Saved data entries
_ _ _ _ _

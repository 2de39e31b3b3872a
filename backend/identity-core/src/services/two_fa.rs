/// Two-factor authentication verifier (TOTP)
use crate::config::MfaSettings;
use crate::models::{MfaSetup, MfaVerification};
use crate::security::TOTPGenerator;
use crate::services::MfaVerifier;
use async_trait::async_trait;
use chrono::{DateTime, Duration, Utc};
use dashmap::DashMap;
use subtle::ConstantTimeEq;
use tracing::{info, warn};

#[derive(Debug, Clone)]
struct Enrollment {
    secret: String,
    /// SHA-256 of each unused backup code
    backup_code_hashes: Vec<String>,
    /// Time step of the last accepted TOTP code; that step and older are spent
    last_used_step: Option<u64>,
    failed_attempts: u32,
    locked_until: Option<DateTime<Utc>>,
}

/// Built-in `MfaVerifier`: TOTP codes accepted once per time step, single-use
/// backup codes, and a failed-attempt lockout
pub struct TotpVerifier {
    issuer: String,
    max_failed_attempts: u32,
    lockout: Duration,
    enrollments: DashMap<String, Enrollment>,
}

impl TotpVerifier {
    pub fn new(settings: &MfaSettings) -> Self {
        Self {
            issuer: settings.totp_issuer.clone(),
            max_failed_attempts: settings.max_failed_attempts.max(1),
            lockout: Duration::seconds(settings.lockout_seconds),
            enrollments: DashMap::new(),
        }
    }

    /// Unused backup codes left for a subject
    pub fn remaining_backup_codes(&self, subject_id: &str) -> usize {
        self.enrollments
            .get(subject_id)
            .map(|enrollment| enrollment.backup_code_hashes.len())
            .unwrap_or(0)
    }

    fn hash_backup_code(code: &str) -> String {
        crypto_core::sha256_hex(code.trim().as_bytes())
    }
}

/// Remove `code` from the unused set if present
fn consume_backup_code(enrollment: &mut Enrollment, code: &str) -> bool {
    let hashed = TotpVerifier::hash_backup_code(code);
    let position = enrollment
        .backup_code_hashes
        .iter()
        .position(|stored| bool::from(stored.as_bytes().ct_eq(hashed.as_bytes())));
    match position {
        Some(index) => {
            enrollment.backup_code_hashes.swap_remove(index);
            true
        }
        None => false,
    }
}

#[async_trait]
impl MfaVerifier for TotpVerifier {
    async fn is_enabled(&self, subject_id: &str) -> anyhow::Result<bool> {
        Ok(self.enrollments.contains_key(subject_id))
    }

    /// Begin TOTP enrollment for a user
    ///
    /// ## Workflow
    ///
    /// 1. Generate TOTP secret
    /// 2. Create provisioning URI for QR code
    /// 3. Generate backup codes, keep only their hashes
    /// 4. Return secret + URI + plaintext codes once
    async fn setup(
        &self,
        subject_id: &str,
        display_name: Option<String>,
    ) -> anyhow::Result<MfaSetup> {
        let account = display_name.unwrap_or_else(|| subject_id.to_string());
        let (secret, provisioning_uri) =
            TOTPGenerator::generate_secret_and_uri(&self.issuer, &account)?;
        let backup_codes = TOTPGenerator::generate_backup_codes();

        self.enrollments.insert(
            subject_id.to_string(),
            Enrollment {
                secret: secret.clone(),
                backup_code_hashes: backup_codes
                    .iter()
                    .map(|code| Self::hash_backup_code(code))
                    .collect(),
                last_used_step: None,
                failed_attempts: 0,
                locked_until: None,
            },
        );
        info!(subject_id = %subject_id, "TOTP enrolled");

        Ok(MfaSetup {
            secret,
            provisioning_uri,
            backup_codes,
        })
    }

    async fn verify(&self, subject_id: &str, code: &str) -> anyhow::Result<MfaVerification> {
        let Some(mut enrollment) = self.enrollments.get_mut(subject_id) else {
            return Ok(MfaVerification::rejected());
        };

        let now = Utc::now();
        if let Some(locked_until) = enrollment.locked_until {
            if locked_until > now {
                return Ok(MfaVerification::locked_out());
            }
            enrollment.locked_until = None;
        }

        let totp_valid = match TOTPGenerator::matching_step(&enrollment.secret, code)? {
            Some(step) if enrollment.last_used_step.map_or(true, |used| step > used) => {
                enrollment.last_used_step = Some(step);
                true
            }
            Some(_) => {
                warn!(subject_id = %subject_id, "Replayed TOTP code refused");
                false
            }
            None => false,
        };
        let valid = totp_valid || consume_backup_code(&mut enrollment, code);

        if valid {
            enrollment.failed_attempts = 0;
            return Ok(MfaVerification::accepted());
        }

        enrollment.failed_attempts += 1;
        if enrollment.failed_attempts >= self.max_failed_attempts {
            enrollment.failed_attempts = 0;
            enrollment.locked_until = Some(now + self.lockout);
            warn!(
                subject_id = %subject_id,
                lockout_seconds = self.lockout.num_seconds(),
                "Too many failed TOTP attempts, locking out"
            );
            return Ok(MfaVerification::locked_out());
        }

        Ok(MfaVerification::rejected())
    }

    async fn disable(&self, subject_id: &str) -> anyhow::Result<bool> {
        let removed = self.enrollments.remove(subject_id).is_some();
        if removed {
            info!(subject_id = %subject_id, "TOTP disabled");
        }
        Ok(removed)
    }
}

#[cfg(test)]
mod tests {
    use super::*;

    fn verifier(max_failed_attempts: u32) -> TotpVerifier {
        TotpVerifier::new(&MfaSettings {
            max_failed_attempts,
            ..MfaSettings::default()
        })
    }

    #[tokio::test]
    async fn test_setup_enables_and_current_code_verifies() {
        let verifier = verifier(5);
        assert!(!verifier.is_enabled("u1").await.unwrap());

        let setup = verifier.setup("u1", Some("alice".to_string())).await.unwrap();
        assert!(setup.provisioning_uri.contains("Nova:alice"));
        assert_eq!(setup.backup_codes.len(), 8);
        assert!(verifier.is_enabled("u1").await.unwrap());

        let code = TOTPGenerator::current_code(&setup.secret).unwrap();
        assert!(verifier.verify("u1", &code).await.unwrap().success);
    }

    #[tokio::test]
    async fn test_totp_code_is_single_use() {
        let verifier = verifier(5);
        let setup = verifier.setup("u1", None).await.unwrap();
        let code = TOTPGenerator::current_code(&setup.secret).unwrap();

        assert!(verifier.verify("u1", &code).await.unwrap().success);
        assert_eq!(
            verifier.verify("u1", &code).await.unwrap(),
            MfaVerification::rejected()
        );

        // Backup codes still work after a TOTP code was spent
        assert!(verifier.verify("u1", &setup.backup_codes[0]).await.unwrap().success);
    }

    #[tokio::test]
    async fn test_backup_code_is_single_use() {
        let verifier = verifier(5);
        let setup = verifier.setup("u1", None).await.unwrap();
        let backup = setup.backup_codes[0].clone();

        assert!(verifier.verify("u1", &backup).await.unwrap().success);
        assert_eq!(verifier.remaining_backup_codes("u1"), 7);
        assert!(!verifier.verify("u1", &backup).await.unwrap().success);
    }

    #[tokio::test]
    async fn test_lockout_after_max_failures() {
        let verifier = verifier(3);
        let setup = verifier.setup("u1", None).await.unwrap();

        // Non-numeric codes never match a TOTP or backup code
        assert_eq!(
            verifier.verify("u1", "bad").await.unwrap(),
            MfaVerification::rejected()
        );
        assert_eq!(
            verifier.verify("u1", "bad").await.unwrap(),
            MfaVerification::rejected()
        );
        assert_eq!(
            verifier.verify("u1", "bad").await.unwrap(),
            MfaVerification::locked_out()
        );

        // Even the right code is refused while locked
        let code = TOTPGenerator::current_code(&setup.secret).unwrap();
        assert!(verifier.verify("u1", &code).await.unwrap().is_locked_out);
    }

    #[tokio::test]
    async fn test_unknown_subject_is_rejected() {
        let verifier = verifier(5);
        assert_eq!(
            verifier.verify("nobody", "123456").await.unwrap(),
            MfaVerification::rejected()
        );
        assert!(!verifier.disable("nobody").await.unwrap());
    }

    #[tokio::test]
    async fn test_disable_removes_enrollment() {
        let verifier = verifier(5);
        verifier.setup("u1", None).await.unwrap();
        assert!(verifier.disable("u1").await.unwrap());
        assert!(!verifier.is_enabled("u1").await.unwrap());
    }
}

_ _ _ _ _

= TASK =
Whenever the word "warn" shows up in a line above, copy that line.

= TASK OUTPUT =
use tracing::{info, warn};
                warn!(subject_id = %subject_id, "Replayed TOTP code refused");
            warn!(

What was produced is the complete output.